The state government has introduced measures to address this increasing opioids addiction. The Illinois’ Prescription Monitoring Program (PMP) requires pharmacies filing prescriptions to record the recipient’s name, address, and the drug supplied to a state database on a daily basis. The problem is, though pharmacies comply with this requirement, many physicians selling drugs directly from their offices do not. Physician-dispensing sites are not registered in the above mentioned database. What is the danger involved in this? A doctor treating an injured person who is already receiving physician-dispensed drugs from somewhere else may not be able to make a holistic judgment of the patient. As a result, the patient could very well end up receiving dangerous combinations of opioids.

According to the Workers’ Compensation Research Institute (WCRI), physician-dispensed drugs comprise more than 60% of the cost of prescriptions covered by workers’ comp in Illinois. They infer that this is due to the significant increase in the price per pill for physician-dispensed prescriptions. In fact, physicians sell drugs at triple the price of the typical dose at the pharmacy. This practice is a threat to injured workers and their families and communities.

Though 21 states in the U.S have taken steps to control physician dispensing of drugs within workers’ compensation laws or more broadly, Illinois has not.
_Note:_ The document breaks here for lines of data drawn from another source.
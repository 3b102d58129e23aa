//! Core traits for IntentLens.
//!
//! Traits are organized by the seam they sit on:
//! - `gateway`: response caching used by the ingress pipeline
//! - `llm`: the external inference service

pub mod gateway;
pub mod llm;

pub use gateway::*;
pub use llm::*;
//! Mock implementations of core traits for testing.
//!
//! Shared by unit and integration tests across the workspace.

use async_trait::async_trait;
use std::collections::{HashMap, VecDeque};
use std::sync::Mutex;
use std::time::Duration;

use crate::{
    traits::{Generation, InferenceClient, ResponseCache},
    types::{CacheEntry, Fingerprint, UploadedMedia},
    Error, Result,
};

// =============================================================================
// Mock Inference Client
// =============================================================================

/// Scripted reply for one call.
#[derive(Debug, Clone)]
pub enum Reply {
    Ok(Generation),
    Fail(String),
}

impl Reply {
    pub fn text(text: &str) -> Self {
        Reply::Ok(Generation::text(text))
    }

    pub fn fail(message: &str) -> Self {
        Reply::Fail(message.to_string())
    }

    fn into_result(self) -> Result<Generation> {
        match self {
            Reply::Ok(generation) => Ok(generation),
            Reply::Fail(message) => Err(Error::model_provider(message)),
        }
    }
}

/// Which inference operation a call used.
#[derive(Debug, Clone, Copy, PartialEq, Eq)]
pub enum CallKind {
    /// Prompt plus inline media.
    Media,
    /// Prompt only.
    Text,
}

/// A call observed by [`ScriptedInference`].
#[derive(Debug, Clone)]
pub struct RecordedCall {
    pub kind: CallKind,
    pub prompt: String,
    pub mime_type: Option<String>,
}

/// Scripted inference client that records every call.
///
/// Media calls always get the media reply. Text calls consume the queued
/// replies in order; the last queued reply repeats once the queue is down
/// to one.
pub struct ScriptedInference {
    media_reply: Mutex<Reply>,
    text_replies: Mutex<VecDeque<Reply>>,
    latency: Option<Duration>,
    calls: Mutex<Vec<RecordedCall>>,
}

impl Default for ScriptedInference {
    fn default() -> Self {
        Self {
            media_reply: Mutex::new(Reply::text("A mock description.")),
            text_replies: Mutex::new(VecDeque::new()),
            latency: None,
            calls: Mutex::new(Vec::new()),
        }
    }
}

impl ScriptedInference {
    pub fn new() -> Self {
        Self::default()
    }

    /// Reply for every media call.
    pub fn with_media_reply(self, reply: Reply) -> Self {
        *self.media_reply.lock().unwrap() = reply;
        self
    }

    /// Queue a reply for the next text call.
    pub fn with_text_reply(self, reply: Reply) -> Self {
        self.text_replies.lock().unwrap().push_back(reply);
        self
    }

    /// Sleep this long inside every call.
    pub fn with_latency(mut self, latency: Duration) -> Self {
        self.latency = Some(latency);
        self
    }

    pub fn calls(&self) -> Vec<RecordedCall> {
        self.calls.lock().unwrap().clone()
    }

    pub fn call_count(&self) -> usize {
        self.calls.lock().unwrap().len()
    }

    pub fn media_calls(&self) -> Vec<RecordedCall> {
        self.calls_of(CallKind::Media)
    }

    pub fn text_calls(&self) -> Vec<RecordedCall> {
        self.calls_of(CallKind::Text)
    }

    fn calls_of(&self, kind: CallKind) -> Vec<RecordedCall> {
        self.calls
            .lock()
            .unwrap()
            .iter()
            .filter(|c| c.kind == kind)
            .cloned()
            .collect()
    }

    fn record(&self, kind: CallKind, prompt: &str, mime_type: Option<&str>) {
        self.calls.lock().unwrap().push(RecordedCall {
            kind,
            prompt: prompt.to_string(),
            mime_type: mime_type.map(str::to_string),
        });
    }

    fn next_text_reply(&self) -> Reply {
        let mut queue = self.text_replies.lock().unwrap();
        match queue.len() {
            0 => Reply::text("FINAL ANSWER: Done"),
            1 => queue[0].clone(),
            _ => queue.pop_front().unwrap(),
        }
    }

    async fn pause(&self) {
        if let Some(latency) = self.latency {
            tokio::time::sleep(latency).await;
        }
    }
}

#[async_trait]
impl InferenceClient for ScriptedInference {
    async fn generate_with_media(&self, prompt: &str, media: &UploadedMedia) -> Result<Generation> {
        self.record(CallKind::Media, prompt, Some(&media.mime_type));
        self.pause().await;
        let reply = self.media_reply.lock().unwrap().clone();
        reply.into_result()
    }

    async fn generate(&self, prompt: &str) -> Result<Generation> {
        self.record(CallKind::Text, prompt, None);
        let reply = self.next_text_reply();
        self.pause().await;
        reply.into_result()
    }
}

// =============================================================================
// Mock Response Cache
// =============================================================================

/// Unbounded map-backed cache that counts writes.
#[derive(Default)]
pub struct MockResponseCache {
    entries: Mutex<HashMap<Fingerprint, CacheEntry>>,
    writes: Mutex<usize>,
}

impl MockResponseCache {
    pub fn new() -> Self {
        Self::default()
    }

    pub fn len(&self) -> usize {
        self.entries.lock().unwrap().len()
    }

    pub fn is_empty(&self) -> bool {
        self.len() == 0
    }

    /// Number of `set` calls, including overwrites.
    pub fn write_count(&self) -> usize {
        *self.writes.lock().unwrap()
    }
}

#[async_trait]
impl ResponseCache for MockResponseCache {
    async fn get(&self, key: &Fingerprint) -> Result<Option<CacheEntry>> {
        Ok(self.entries.lock().unwrap().get(key).cloned())
    }

    async fn set(&self, key: &Fingerprint, entry: CacheEntry) -> Result<()> {
        *self.writes.lock().unwrap() += 1;
        self.entries.lock().unwrap().insert(key.clone(), entry);
        Ok(())
    }
}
However, House Bill 2892 filed by state Rep. Barbara Wheeler is expected to address this issue. This bill would ban physician dispensing within the workers’ comp system while allowing limited exceptions for areas without access to a nearby pharmacy. It would help address a major worker health issue while saving on workers’ comp insurance costs for Illinois businesses.

A number of U.S states are working to restrain the overprescribing of powerful painkillers to injured workers, while also helping those who became addicted to avoid potentially fatal consequences.

  • The most recent figures from the federal Bureau of Labor Statistics show that about 2.8 million private industry workers and 752,000 public sector employees suffered non-fatal workplace injuries in 2015, with more than half resulting in time away from work.
  • CompPharma, an industry group that focuses on controlling workers’ compensation spending conducted a survey that revealed that more than $1.5 billion was spent on opioids by workers’ compensation insurers in 2015. Prescriptions for injured workers accounted for 13% of total opioids pharmacy costs in the United States that year. The survey respondents mentioned opioids and addiction as their most serious concern.
  • A study of 337,000 workers’ compensation claims in 25 states published in 2016 shows that 55 to 85% of injured workers who missed seven days or more of work received at least one opioids prescription. Rates of longer-term opioids use differed widely among states – 1 in 6 injured workers in Louisiana, 1 in 10 in California, New York and Pennsylvania, but only 1 in 30 in Missouri and New Jersey.

Opioid abuse is a public health crisis that negatively affects injured workers and their families as well as communities. The states can introduce effective measures to control this serious problem, provide the best treatment and care to workers and implement rehabilitation programs to help workers who have become addicted to prescription painkillers. Rules such as those introduced by the Ohio Bureau of Workers’ Compensation that would deny reimbursement for opioid prescriptions if it is believed that physicians are overprescribing or otherwise failing to follow “best medical practices” in treating injured workers, are welcome initiatives in this regard. To address the opioid addiction problem, injured workers must become actively involved in their pain management. They should not take pills long-term that are going to lead to more harm than good. They can request the prescribing physician to discuss the medication plan with them, the adverse effects, and how to get off the drugs if they become addicted.